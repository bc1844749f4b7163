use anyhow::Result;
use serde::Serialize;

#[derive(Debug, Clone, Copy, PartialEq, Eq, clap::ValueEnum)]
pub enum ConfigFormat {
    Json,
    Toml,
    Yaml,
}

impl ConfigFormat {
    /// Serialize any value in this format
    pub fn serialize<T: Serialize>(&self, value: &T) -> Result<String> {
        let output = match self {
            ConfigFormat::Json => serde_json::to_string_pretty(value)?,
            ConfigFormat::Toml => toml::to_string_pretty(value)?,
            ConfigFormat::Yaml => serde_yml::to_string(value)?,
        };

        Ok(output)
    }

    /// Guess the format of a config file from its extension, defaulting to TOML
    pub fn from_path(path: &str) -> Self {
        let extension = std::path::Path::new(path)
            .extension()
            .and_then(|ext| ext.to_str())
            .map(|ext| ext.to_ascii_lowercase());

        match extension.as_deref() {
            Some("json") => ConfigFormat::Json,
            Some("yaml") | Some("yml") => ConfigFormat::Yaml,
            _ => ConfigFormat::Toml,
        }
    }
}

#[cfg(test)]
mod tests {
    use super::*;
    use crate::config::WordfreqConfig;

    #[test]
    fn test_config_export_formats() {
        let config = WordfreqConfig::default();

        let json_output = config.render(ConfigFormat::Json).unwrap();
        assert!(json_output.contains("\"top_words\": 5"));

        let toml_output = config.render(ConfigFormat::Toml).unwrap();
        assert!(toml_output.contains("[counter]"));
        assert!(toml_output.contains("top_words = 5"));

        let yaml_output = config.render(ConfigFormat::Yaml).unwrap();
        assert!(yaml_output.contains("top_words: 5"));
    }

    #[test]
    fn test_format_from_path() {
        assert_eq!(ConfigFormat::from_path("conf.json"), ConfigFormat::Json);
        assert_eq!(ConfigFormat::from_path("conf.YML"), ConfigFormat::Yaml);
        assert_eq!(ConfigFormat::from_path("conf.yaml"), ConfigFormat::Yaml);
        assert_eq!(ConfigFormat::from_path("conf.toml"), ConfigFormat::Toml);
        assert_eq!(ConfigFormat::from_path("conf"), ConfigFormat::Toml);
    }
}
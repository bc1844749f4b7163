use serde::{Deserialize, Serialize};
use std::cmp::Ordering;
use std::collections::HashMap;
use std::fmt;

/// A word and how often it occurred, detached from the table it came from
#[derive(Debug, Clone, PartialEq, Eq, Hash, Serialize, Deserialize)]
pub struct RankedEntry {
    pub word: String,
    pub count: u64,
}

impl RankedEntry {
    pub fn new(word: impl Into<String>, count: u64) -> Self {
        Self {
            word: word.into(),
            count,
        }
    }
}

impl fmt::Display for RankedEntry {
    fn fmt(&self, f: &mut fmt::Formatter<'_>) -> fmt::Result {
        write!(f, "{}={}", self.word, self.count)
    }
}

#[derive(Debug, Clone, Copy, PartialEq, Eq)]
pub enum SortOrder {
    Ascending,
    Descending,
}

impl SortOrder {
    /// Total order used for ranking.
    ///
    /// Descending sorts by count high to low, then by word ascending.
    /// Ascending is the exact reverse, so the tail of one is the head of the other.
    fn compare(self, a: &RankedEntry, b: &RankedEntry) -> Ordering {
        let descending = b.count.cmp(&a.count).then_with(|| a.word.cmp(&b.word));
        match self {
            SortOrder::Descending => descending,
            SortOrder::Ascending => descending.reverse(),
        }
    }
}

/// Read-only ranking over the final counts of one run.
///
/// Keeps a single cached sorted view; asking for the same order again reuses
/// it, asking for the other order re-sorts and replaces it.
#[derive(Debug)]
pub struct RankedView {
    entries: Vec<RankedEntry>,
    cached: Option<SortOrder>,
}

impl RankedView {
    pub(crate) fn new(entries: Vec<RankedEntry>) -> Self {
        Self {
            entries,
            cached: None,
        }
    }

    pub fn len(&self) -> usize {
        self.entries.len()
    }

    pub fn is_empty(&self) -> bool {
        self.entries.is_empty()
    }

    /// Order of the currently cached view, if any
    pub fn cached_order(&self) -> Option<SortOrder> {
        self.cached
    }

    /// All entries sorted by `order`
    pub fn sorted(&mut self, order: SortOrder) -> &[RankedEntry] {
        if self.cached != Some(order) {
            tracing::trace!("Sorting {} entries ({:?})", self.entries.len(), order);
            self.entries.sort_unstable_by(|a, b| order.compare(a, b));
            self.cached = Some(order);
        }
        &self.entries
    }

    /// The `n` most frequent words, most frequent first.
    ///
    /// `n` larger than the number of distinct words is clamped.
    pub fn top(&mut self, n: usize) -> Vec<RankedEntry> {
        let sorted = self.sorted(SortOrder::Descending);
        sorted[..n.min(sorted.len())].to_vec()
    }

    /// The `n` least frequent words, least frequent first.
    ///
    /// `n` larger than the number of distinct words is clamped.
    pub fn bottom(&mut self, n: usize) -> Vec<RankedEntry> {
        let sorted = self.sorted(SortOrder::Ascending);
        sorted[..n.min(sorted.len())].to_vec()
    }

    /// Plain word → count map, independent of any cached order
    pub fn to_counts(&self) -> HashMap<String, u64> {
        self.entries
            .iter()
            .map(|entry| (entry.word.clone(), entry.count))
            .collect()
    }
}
——
▶ **Assigned task**: Lines from the records above that hold "frequent" are the ones to list.

▶ **Solution for this problem**:
    /// The `n` most frequent words, most frequent first.
    /// The `n` least frequent words, least frequent first.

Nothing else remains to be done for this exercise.